Kilka refleksji (auto)terapeutycznych na czas odosobnienia

Piotr Sakwerda, psychoterapeuta

Boże, daj mi cierpliwość, bym pogodził się z tym,
czego nie jestem w stanie zmienić.
Daj mi siłę, bym zmienił to, co zmienić mogę.
I daj mi mądrość, bym odróżnił jedno od drugiego.

(Marek Aureliusz)

O pełni naszego człowieczeństwa decydują cztery sfery: poznawcza, wolitywna, fizyczna i emocjonalna. Schematycznie można przedstawić to w następujący sposób:

Zatem człowiek jest nieco podobny do samochodu – też ma cztery „kółka”. Żeby samochód jechał prosto wyznaczoną drogą i nie wpadł do najbliższego rowu, wszystkie jego koła powinny być w miarę równo napompowane. Żeby człowiek zdrowo funkcjonował, musi być zachowana równowaga pomiędzy wszystkimi czterema sferami jego człowieczeństwa. Tymczasem często nasze „kółko emocjonalne” często bywa „niedopompowane” („odcinamy się” od nieprzyjemnych emocji, które trudno nam przeżywać) lub „przepompowane” (emocje nas „zalewają”). W obu przypadkach „lądujemy w rowie”, czyli dopadają nas przeróżnego rodzaju zaburzenia.

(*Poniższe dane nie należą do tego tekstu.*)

//! Shows the request gate recovering from a revoked access token.
//!
//! The store is seeded with a token the mock server no longer accepts. The first `agent/list`
//! call is rejected with `42001`, the client mints a replacement through `gettoken`, and the
//! call is repeated once with the new token.

// std
use std::sync::Arc;
// crates.io
use color_eyre::Result;
use httpmock::prelude::*;
use time::Duration;
use url::Url;
// self
use wechat_enterprise_api::{
	api::WorkClient,
	auth::{CorpCredentials, CorpId, Credential},
	descriptor::ApiDescriptor,
	http::ReqwestHttpClient,
	reqwest::Client,
	store::{CredentialStore, MemoryStore},
	transport::ReqwestTransportErrorMapper,
};

#[tokio::main]
async fn main() -> Result<()> {
	color_eyre::install()?;

	let server = MockServer::start_async().await;
	let gettoken = server
		.mock_async(|when, then| {
			when.method(GET).path("/cgi-bin/gettoken");
			then.status(200)
				.header("content-type", "application/json")
				.body(r#"{"errcode":0,"errmsg":"ok","access_token":"demo-fresh","expires_in":7200}"#);
		})
		.await;

	server
		.mock_async(|when, then| {
			when.method(GET).path("/cgi-bin/agent/list").query_param("access_token", "demo-revoked");
			then.status(200)
				.header("content-type", "application/json")
				.body(r#"{"errcode":42001,"errmsg":"access_token expired"}"#);
		})
		.await;
	server
		.mock_async(|when, then| {
			when.method(GET).path("/cgi-bin/agent/list").query_param("access_token", "demo-fresh");
			then.status(200)
				.header("content-type", "application/json")
				.body(r#"{"errcode":0,"errmsg":"ok","agentlist":[{"agentid":1000002,"name":"Helpdesk"}]}"#);
		})
		.await;

	let descriptor = ApiDescriptor::builder()
		.api_base(Url::parse(&server.url("/cgi-bin/"))?)
		.authorize_endpoint(Url::parse(&server.url("/connect/oauth2/authorize"))?)
		.build()?;
	let http_client = ReqwestHttpClient::with_client(
		Client::builder()
			.danger_accept_invalid_certs(true)
			.danger_accept_invalid_hostnames(true)
			.build()?,
	);
	let store = Arc::new(MemoryStore::default());
	let credentials = CorpCredentials::new(CorpId::new("ww-demo-corp")?, "demo-secret");
	let client = <WorkClient<ReqwestHttpClient, ReqwestTransportErrorMapper>>::with_http_client(
		store.clone(),
		descriptor,
		credentials,
		http_client,
		ReqwestTransportErrorMapper,
	);
	let revoked = Credential::builder(client.tokens().scope().clone())
		.token("demo-revoked")
		.expires_in(Duration::hours(1))
		.build()?;

	store.save(revoked).await?;

	let agents = client.list_agents().await?;

	println!("Agents: {}.", agents["agentlist"]);
	println!(
		"Dispatches: {}, retries: {}, forced refreshes: {}.",
		client.mediator().metrics().calls(),
		client.mediator().metrics().retries(),
		client.tokens().metrics().forced(),
	);

	gettoken.assert_async().await;

	Ok(())
}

Na powyższym schemacie widać, że poszczególne sfery są ze sobą połączone i oddziaływania między nimi są dwustronne. Rozważmy to na przykładzie: szef wzywa mnie telefonicznie do swojego gabinetu (ZDARZENIE). Pojawia się niepokój (EMOCJONALNA REAKCJA NA ZDARZENIE). Idąc długim korytarzem myślę sobie: „O co chodzi, co jest nie tak?” (PIERWSZA AUTOMATYCZNA MYŚL NA SKUTEK PIERWSZEJ ODCZUTEJ EMOCJI) i robię w myślach „rachunek sumienia”. Przypominam sobie różne swoje niedociągnięcia z ostatniego okresu (KOLEJNE MYŚLI) i niepokój przeradza się w lęk (ESKALACJA EMOCJI NA SKUTEK NEGATYWNYCH MYŚLI). Zanim dojdę do gabinetu mam spocone dłonie i sucho w gardle (REAKCJA CIAŁA NA NIEPRZYJEMNE EMOCJE I MYŚLI). Chciałbym uciec, ale jednak wchodzę do szefa i… okazuje się, że chciał mnie za coś pochwalić. Co za ulga… Całe szczęście, że moja wola nie została sparaliżowana  i nie uciekłem…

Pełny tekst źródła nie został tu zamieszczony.